In Ancient Rome, the word genius did not mean a brilliant and talented person. It referred a spirit and protector that watches over us. Every person had their own genius, as did places. It was their connection to the divine. On one’s birthday it was customary to provide libations, food, and cake as an offering to one’s genius and also to friends and family.

On your birthday, you may have received gifts, but more importantly you made offerings to the genius to receive blessings and protection in return.

In Lewis Hyde’s book, The Gift, he shares the perspective of Apuleius, the Roman author of The Golden Ass:

If a man cultivated his genius through such sacrifice, it would become a lar, a protective household god, when he died. But if a man ignored his genius, it became a larva or a lemur when he died, a troublesome, restless spook that preys on the living. The genius or daemon comes to us at birth. It carries with it the fullness of our undeveloped powers. These it offers to us as we grow, and we choose whether or not to accept, which means we choose whether or not to labor in its service.

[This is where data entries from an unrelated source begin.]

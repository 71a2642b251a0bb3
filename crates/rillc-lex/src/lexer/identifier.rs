//! Identifier and keyword lexing.

use crate::token::{lookup_keyword, Token, TokenKind};
use crate::unicode::is_ascii_ident_continue;
use crate::Lexer;

impl<'a> Lexer<'a> {
    /// Lexes an identifier or keyword: a letter/underscore followed by
    /// alphanumerics/underscores, checked against the reserved word table.
    pub fn lex_identifier(&mut self) -> Token {
        while is_ascii_ident_continue(self.cursor.current_char()) {
            self.cursor.advance();
        }

        let text = self.cursor.slice_from(self.token_start).to_string();
        let kind = lookup_keyword(&text).unwrap_or(TokenKind::Ident);
        self.finish_with(kind, text)
    }
}

#[cfg(test)]
mod tests {
    use rillc_util::Handler;

    use super::*;

    fn lex_ident(source: &str) -> Token {
        let handler = Handler::new();
        let mut lexer = Lexer::new(source, &handler);
        lexer.lex_identifier()
    }

    #[test]
    fn plain_identifier() {
        let token = lex_ident("foo");
        assert_eq!(token.kind, TokenKind::Ident);
        assert_eq!(token.literal, "foo");
    }

    #[test]
    fn identifier_with_underscore_and_digits() {
        let token = lex_ident("foo_bar_123");
        assert_eq!(token.kind, TokenKind::Ident);
        assert_eq!(token.literal, "foo_bar_123");
    }

    #[test]
    fn keywords_resolve_to_dedicated_kinds() {
        for (text, kind) in [
            ("let", TokenKind::Let),
            ("const", TokenKind::Const),
            ("if", TokenKind::If),
            ("elif", TokenKind::Elif),
            ("else", TokenKind::Else),
            ("while", TokenKind::While),
            ("for", TokenKind::For),
            ("fn", TokenKind::Fn),
            ("return", TokenKind::Return),
            ("break", TokenKind::Break),
            ("continue", TokenKind::Continue),
            ("true", TokenKind::True),
            ("false", TokenKind::False),
            ("null", TokenKind::Null),
            ("class", TokenKind::Class),
            ("extends", TokenKind::Extends),
            ("super", TokenKind::Super),
            ("this", TokenKind::This),
            ("new", TokenKind::New),
        ] {
            assert_eq!(lex_ident(text).kind, kind, "keyword {}", text);
        }
    }

    #[test]
    fn identifier_that_merely_starts_with_a_keyword() {
        let token = lex_ident("letters");
        assert_eq!(token.kind, TokenKind::Ident);
        assert_eq!(token.literal, "letters");
    }
}
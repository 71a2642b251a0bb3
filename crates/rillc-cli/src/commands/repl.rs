//! The `repl` subcommand: an interactive read-parse-evaluate-print loop.
//!
//! Each line is parsed and evaluated independently against a persistent
//! environment, so `let`/`const`/`class` bindings from earlier lines stay
//! visible to later ones. A leading `:` marks a REPL meta-command (`:quit`,
//! `:help`) rather than language source, per the language's own
//! out-of-scope note that `:`-prefixed input is never part of the grammar.

use std::io::{self, Write};

use rillc_eval::{evaluate_with_config, new_environment, EvalConfig, Value};
use rillc_par::parse;
use rillc_util::Handler;

use crate::commands::diagnostics;
use crate::config::ReplConfig;

const HELP_TEXT: &str = "Meta-commands: :help (show this message), :quit (exit)";

/// Runs the interactive loop against stdin/stdout until `:quit` or EOF.
pub fn run(config: EvalConfig, repl: ReplConfig) {
    println!("rill REPL — {}", HELP_TEXT);
    let env = new_environment(None);
    let mut input = String::new();

    loop {
        print!("{}", repl.prompt);
        let _ = io::stdout().flush();

        input.clear();
        let bytes_read = match io::stdin().read_line(&mut input) {
            Ok(n) => n,
            Err(e) => {
                eprintln!("error reading input: {}", e);
                continue;
            }
        };
        if bytes_read == 0 {
            println!();
            break;
        }

        let line = input.trim();
        if line.is_empty() {
            continue;
        }
        if let Some(command) = line.strip_prefix(':') {
            if !handle_meta_command(command) {
                break;
            }
            continue;
        }

        eval_line(line, &env, config, &repl);
    }
}

/// Returns `false` when the REPL should exit.
fn handle_meta_command(command: &str) -> bool {
    match command.trim() {
        "quit" | "q" | "exit" => false,
        "help" | "h" => {
            println!("{}", HELP_TEXT);
            true
        }
        other => {
            eprintln!("unknown meta-command ':{}', try :help", other);
            true
        }
    }
}

fn eval_line(
    line: &str,
    env: &std::rc::Rc<std::cell::RefCell<rillc_eval::Environment>>,
    config: EvalConfig,
    repl: &ReplConfig,
) {
    let handler = Handler::new();
    let program = parse(line, &handler);

    if handler.has_errors() {
        diagnostics::report(&handler);
        return;
    }

    match evaluate_with_config(&program, env, config) {
        Ok(value) => print_result(&value, repl),
        Err(err) => {
            err.emit(&handler, line);
            diagnostics::report(&handler);
        }
    }
}

fn print_result(value: &Value, repl: &ReplConfig) {
    if matches!(value, Value::Null) {
        return;
    }
    if repl.show_type {
        println!("{}: {}", value.inspect(), value.type_name());
    } else {
        println!("{}", value.inspect());
    }
}

#[cfg(test)]
mod tests {
    use super::*;

    #[test]
    fn help_meta_command_keeps_the_loop_running() {
        assert!(handle_meta_command("help"));
    }

    #[test]
    fn quit_meta_command_stops_the_loop() {
        assert!(!handle_meta_command("quit"));
    }

    #[test]
    fn unknown_meta_command_keeps_the_loop_running() {
        assert!(handle_meta_command("bogus"));
    }

    #[test]
    fn eval_line_persists_bindings_across_calls() {
        let env = new_environment(None);
        let repl = ReplConfig::default();
        eval_line("let x = 40;", &env, EvalConfig::default(), &repl);
        eval_line("x + 2;", &env, EvalConfig::default(), &repl);
        assert!(matches!(env.borrow().get("x"), Some(Value::Int(40))));
    }
}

For, again, the genius has need of us. As with the elves, the spirit that brings us our gifts finds its eventual freedom only through our sacrifice, and those who do not reciprocate the gifts of their genius will leave it in bondage when they die.

2. Acknowledging art as the gift we receive.

A few weeks ago I decided to revisit my highlights and notes from Lewis Hyde’s only to find that I pretty much highlighted half the book. It was like reading the entire book again. Most of this write-up is going to be quotes from that book.

Hyde explores the nature of gifts, gift-giving, and receiving throughout different cultures and histories. Art has a core relationship with gifts. Where does an artist’s work come from? Is art purely a commercial product or something else?

As the artist works, some portion of his creation is bestowed upon him. An idea pops into his head, a tune begins to play, a phrase comes to mind, a color falls in place on the canvas. Usually, in fact, the artist does not find himself engaged or exhilarated by the work, nor does it seem authentic, until this gratuitous element has appeared, so that along with any true creation comes the uncanny sense that “I,” the artist, did not make the work. “Not I, not I, but the wind that blows through me,” says D. H. Lawrence.

Not all artists emphasize the “gift” phase of their creations to the degree that Lawrence does, but all artists feel it.

— Lewis Hyde, The Gift

In his book of essays and interviews, The Real Work , the poet Gary Snyder shares how his best poems came from outside himself:

I finished off the trail crew season and went on a long mountain meditation walk for ten days across some wilderness. During that process — thinking about things and my life — I just dropped poetry. I don’t want to sound precious, but in some sense I did drop it. Then I started writing poems that were better. From that time forward I always looked on the poems I wrote as gifts that were not essential to my life; if I never wrote another one, it wouldn’t be a great tragedy. Ever since, every poem I’ve written has been like a surprise … You get a good poem and you don’t know where it came from.

“ Did I say that? “

And so all you feel is : you feel humility and you feel gratitude . And you’d feel a little uncomfortable, I think, if you capitalized too much on that without admitting at some point that you got it from the Muse, or whoever, wherever, or however.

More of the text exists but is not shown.